Action item. Copy out again, unchanged, the listing below from the line that has "repository 715cb2fb9f0480e9" through the line that has "pub const RECORD_TARGET: &str".

-- Provided material follows --

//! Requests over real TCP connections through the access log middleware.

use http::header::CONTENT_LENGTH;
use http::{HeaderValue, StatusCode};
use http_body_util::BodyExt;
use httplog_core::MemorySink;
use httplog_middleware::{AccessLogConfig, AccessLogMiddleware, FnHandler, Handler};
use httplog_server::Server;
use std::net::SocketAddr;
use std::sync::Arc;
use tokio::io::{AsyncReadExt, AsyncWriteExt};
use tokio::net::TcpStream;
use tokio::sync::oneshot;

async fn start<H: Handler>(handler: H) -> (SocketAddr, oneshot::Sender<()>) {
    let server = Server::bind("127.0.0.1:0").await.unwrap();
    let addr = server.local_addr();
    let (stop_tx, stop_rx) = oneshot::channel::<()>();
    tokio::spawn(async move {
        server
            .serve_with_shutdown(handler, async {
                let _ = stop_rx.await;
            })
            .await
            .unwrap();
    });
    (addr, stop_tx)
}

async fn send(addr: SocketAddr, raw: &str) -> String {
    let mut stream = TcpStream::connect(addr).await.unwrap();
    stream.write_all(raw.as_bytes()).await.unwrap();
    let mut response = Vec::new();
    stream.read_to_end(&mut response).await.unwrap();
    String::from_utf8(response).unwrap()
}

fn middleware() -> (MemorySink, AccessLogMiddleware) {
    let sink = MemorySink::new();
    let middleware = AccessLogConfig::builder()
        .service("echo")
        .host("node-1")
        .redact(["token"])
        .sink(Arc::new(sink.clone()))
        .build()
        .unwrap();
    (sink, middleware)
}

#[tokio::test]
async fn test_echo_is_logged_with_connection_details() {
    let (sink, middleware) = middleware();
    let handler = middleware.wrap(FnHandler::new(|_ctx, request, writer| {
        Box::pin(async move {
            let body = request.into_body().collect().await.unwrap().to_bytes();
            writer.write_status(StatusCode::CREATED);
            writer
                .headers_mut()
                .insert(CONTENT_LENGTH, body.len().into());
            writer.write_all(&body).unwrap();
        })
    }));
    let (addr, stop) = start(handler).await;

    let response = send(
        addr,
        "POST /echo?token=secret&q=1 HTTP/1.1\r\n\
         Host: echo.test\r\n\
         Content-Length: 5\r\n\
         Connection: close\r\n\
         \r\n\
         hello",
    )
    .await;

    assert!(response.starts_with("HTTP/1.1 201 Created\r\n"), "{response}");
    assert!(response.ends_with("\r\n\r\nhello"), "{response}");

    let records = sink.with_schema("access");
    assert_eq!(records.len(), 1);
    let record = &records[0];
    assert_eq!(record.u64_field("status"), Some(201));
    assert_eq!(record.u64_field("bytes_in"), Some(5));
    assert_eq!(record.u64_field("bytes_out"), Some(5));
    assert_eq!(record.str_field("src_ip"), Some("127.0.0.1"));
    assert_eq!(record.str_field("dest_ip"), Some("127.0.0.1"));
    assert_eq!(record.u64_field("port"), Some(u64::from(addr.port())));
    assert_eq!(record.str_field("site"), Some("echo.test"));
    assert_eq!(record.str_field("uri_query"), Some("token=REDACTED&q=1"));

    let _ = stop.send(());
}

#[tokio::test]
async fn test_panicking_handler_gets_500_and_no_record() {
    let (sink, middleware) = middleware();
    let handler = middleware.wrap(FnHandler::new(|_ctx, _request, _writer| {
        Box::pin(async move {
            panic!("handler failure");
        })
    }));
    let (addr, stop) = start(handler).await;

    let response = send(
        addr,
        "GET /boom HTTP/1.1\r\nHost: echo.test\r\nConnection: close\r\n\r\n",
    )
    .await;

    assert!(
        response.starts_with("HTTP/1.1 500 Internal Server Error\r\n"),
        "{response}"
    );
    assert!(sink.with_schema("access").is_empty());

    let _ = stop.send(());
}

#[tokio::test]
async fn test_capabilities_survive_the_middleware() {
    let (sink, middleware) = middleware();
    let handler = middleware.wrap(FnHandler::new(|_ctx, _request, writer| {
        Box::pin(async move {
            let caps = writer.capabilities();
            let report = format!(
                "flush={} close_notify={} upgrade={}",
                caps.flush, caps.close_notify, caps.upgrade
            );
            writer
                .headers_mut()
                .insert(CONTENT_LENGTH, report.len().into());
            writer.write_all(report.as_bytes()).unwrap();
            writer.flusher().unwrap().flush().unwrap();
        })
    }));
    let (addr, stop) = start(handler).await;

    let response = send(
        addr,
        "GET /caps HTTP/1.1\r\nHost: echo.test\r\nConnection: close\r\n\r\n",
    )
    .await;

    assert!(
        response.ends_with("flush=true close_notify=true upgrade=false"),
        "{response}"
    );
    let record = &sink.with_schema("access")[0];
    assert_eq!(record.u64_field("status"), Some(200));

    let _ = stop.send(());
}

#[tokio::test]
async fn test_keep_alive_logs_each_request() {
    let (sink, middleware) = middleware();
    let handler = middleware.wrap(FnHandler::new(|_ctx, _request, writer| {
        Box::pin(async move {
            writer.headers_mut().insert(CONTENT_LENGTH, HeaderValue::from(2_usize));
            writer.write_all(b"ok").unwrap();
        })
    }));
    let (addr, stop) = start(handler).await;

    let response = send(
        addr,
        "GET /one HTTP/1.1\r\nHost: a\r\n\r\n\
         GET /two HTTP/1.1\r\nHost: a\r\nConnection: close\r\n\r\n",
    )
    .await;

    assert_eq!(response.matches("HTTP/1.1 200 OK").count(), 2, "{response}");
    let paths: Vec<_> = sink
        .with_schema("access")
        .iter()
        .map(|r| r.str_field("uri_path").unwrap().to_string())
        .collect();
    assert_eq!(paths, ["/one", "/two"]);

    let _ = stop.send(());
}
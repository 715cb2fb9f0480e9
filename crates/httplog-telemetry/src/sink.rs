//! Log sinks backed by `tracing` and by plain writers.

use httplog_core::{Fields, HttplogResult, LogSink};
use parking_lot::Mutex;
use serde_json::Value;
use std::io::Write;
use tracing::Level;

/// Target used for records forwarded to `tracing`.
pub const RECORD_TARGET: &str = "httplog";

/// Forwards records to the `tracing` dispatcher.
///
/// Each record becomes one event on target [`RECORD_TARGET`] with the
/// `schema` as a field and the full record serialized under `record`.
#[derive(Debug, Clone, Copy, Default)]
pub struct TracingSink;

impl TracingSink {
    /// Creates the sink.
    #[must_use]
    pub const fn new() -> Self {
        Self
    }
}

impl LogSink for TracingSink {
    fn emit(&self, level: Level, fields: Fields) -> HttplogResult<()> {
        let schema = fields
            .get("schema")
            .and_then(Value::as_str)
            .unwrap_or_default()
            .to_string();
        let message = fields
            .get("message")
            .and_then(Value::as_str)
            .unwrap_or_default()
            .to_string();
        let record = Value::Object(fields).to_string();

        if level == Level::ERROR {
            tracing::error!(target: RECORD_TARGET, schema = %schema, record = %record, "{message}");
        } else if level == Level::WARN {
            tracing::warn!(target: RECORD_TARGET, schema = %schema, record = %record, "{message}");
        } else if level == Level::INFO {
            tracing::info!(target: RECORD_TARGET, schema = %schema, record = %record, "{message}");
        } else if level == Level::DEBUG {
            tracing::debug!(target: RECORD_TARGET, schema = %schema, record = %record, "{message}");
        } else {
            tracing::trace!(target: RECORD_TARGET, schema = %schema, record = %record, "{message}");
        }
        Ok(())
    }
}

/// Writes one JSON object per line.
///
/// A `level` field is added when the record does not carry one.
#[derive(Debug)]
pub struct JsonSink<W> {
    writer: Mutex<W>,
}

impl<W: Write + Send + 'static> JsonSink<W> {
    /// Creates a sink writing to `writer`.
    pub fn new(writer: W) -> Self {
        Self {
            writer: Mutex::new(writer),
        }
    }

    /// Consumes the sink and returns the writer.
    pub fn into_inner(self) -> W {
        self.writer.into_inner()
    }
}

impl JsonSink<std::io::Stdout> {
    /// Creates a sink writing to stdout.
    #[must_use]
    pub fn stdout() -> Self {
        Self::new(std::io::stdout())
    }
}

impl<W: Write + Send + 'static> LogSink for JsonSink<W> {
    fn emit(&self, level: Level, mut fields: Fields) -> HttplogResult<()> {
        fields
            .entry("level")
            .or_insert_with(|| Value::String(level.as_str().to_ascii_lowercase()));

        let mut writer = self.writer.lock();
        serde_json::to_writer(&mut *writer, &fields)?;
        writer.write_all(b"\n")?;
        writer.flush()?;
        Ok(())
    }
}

-- Provided material concluded --

Your response.
repository 715cb2fb9f0480e9
filename crates/httplog-telemetry/src/sink.rs
//! Log sinks backed by `tracing` and by plain writers.

use httplog_core::{Fields, HttplogResult, LogSink};
use parking_lot::Mutex;
use serde_json::Value;
use std::io::Write;
use tracing::Level;

/// Target used for records forwarded to `tracing`.
pub const RECORD_TARGET: &str = "httplog";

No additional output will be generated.